### PROBLEM DETAILS:
Output each line of the material exactly as it stands.

- Opening Delimiter -

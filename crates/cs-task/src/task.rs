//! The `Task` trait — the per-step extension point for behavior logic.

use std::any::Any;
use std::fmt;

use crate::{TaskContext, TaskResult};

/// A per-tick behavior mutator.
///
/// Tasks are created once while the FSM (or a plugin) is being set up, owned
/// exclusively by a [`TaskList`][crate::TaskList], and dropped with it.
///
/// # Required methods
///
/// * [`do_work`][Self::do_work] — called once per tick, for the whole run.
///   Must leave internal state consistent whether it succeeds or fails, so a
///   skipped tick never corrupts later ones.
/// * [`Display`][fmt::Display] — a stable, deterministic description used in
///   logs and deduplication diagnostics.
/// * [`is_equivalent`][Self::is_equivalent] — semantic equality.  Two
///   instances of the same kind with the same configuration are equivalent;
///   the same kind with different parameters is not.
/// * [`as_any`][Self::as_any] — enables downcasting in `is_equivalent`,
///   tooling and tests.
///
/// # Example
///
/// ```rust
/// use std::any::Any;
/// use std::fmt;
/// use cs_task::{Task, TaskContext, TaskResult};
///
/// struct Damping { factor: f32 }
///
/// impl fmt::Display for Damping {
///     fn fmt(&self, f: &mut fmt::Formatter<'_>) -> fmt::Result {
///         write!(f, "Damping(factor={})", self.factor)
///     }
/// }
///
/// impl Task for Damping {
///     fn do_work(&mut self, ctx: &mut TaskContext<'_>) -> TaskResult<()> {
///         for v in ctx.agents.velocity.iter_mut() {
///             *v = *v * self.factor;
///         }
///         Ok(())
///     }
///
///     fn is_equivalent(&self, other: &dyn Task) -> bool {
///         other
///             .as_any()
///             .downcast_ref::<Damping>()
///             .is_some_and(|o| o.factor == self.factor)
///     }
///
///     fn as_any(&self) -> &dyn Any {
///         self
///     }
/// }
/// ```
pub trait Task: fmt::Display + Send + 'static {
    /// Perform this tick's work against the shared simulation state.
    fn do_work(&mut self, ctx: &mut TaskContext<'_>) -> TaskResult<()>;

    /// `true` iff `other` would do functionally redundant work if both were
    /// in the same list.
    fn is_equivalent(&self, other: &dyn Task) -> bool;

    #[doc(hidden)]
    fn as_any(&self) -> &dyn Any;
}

- Closing Delimiter -

### SOLUTION TO THIS TASK:
filename crates/cs-task/src/task.rs
//! The `Task` trait — the per-step extension point for behavior logic.

use std::any::Any;
use std::fmt;

use crate::{TaskContext, TaskResult};

/// A per-tick behavior mutator.
///
/// Tasks are created once while the FSM (or a plugin) is being set up, owned
/// exclusively by a [`TaskList`][crate::TaskList], and dropped with it.
///
/// # Required methods
///
/// * [`do_work`][Self::do_work] — called once per tick, for the whole run.
///   Must leave internal state consistent whether it succeeds or fails, so a
///   skipped tick never corrupts later ones.
/// * [`Display`][fmt::Display] — a stable, deterministic description used in
///   logs and deduplication diagnostics.
/// * [`is_equivalent`][Self::is_equivalent] — semantic equality.  Two
///   instances of the same kind with the same configuration are equivalent;
///   the same kind with different parameters is not.
/// * [`as_any`][Self::as_any] — enables downcasting in `is_equivalent`,
///   tooling and tests.
///
/// # Example
///
/// ```rust
/// use std::any::Any;
/// use std::fmt;
/// use cs_task::{Task, TaskContext, TaskResult};
///
/// struct Damping { factor: f32 }
///
/// impl fmt::Display for Damping {
///     fn fmt(&self, f: &mut fmt::Formatter<'_>) -> fmt::Result {
///         write!(f, "Damping(factor={})", self.factor)
///     }
/// }
///
/// impl Task for Damping {
///     fn do_work(&mut self, ctx: &mut TaskContext<'_>) -> TaskResult<()> {
///         for v in ctx.agents.velocity.iter_mut() {
///             *v = *v * self.factor;
///         }
///         Ok(())
///     }
///
///     fn is_equivalent(&self, other: &dyn Task) -> bool {
///         other
///             .as_any()
///             .downcast_ref::<Damping>()
///             .is_some_and(|o| o.factor == self.factor)
///     }
///
///     fn as_any(&self) -> &dyn Any {
///         self
///     }
/// }
/// ```
pub trait Task: fmt::Display + Send + 'static {
    /// Perform this tick's work against the shared simulation state.
    fn do_work(&mut self, ctx: &mut TaskContext<'_>) -> TaskResult<()>;

    /// `true` iff `other` would do functionally redundant work if both were
    /// in the same list.
    fn is_equivalent(&self, other: &dyn Task) -> bool;

    #[doc(hidden)]
    fn as_any(&self) -> &dyn Any;
}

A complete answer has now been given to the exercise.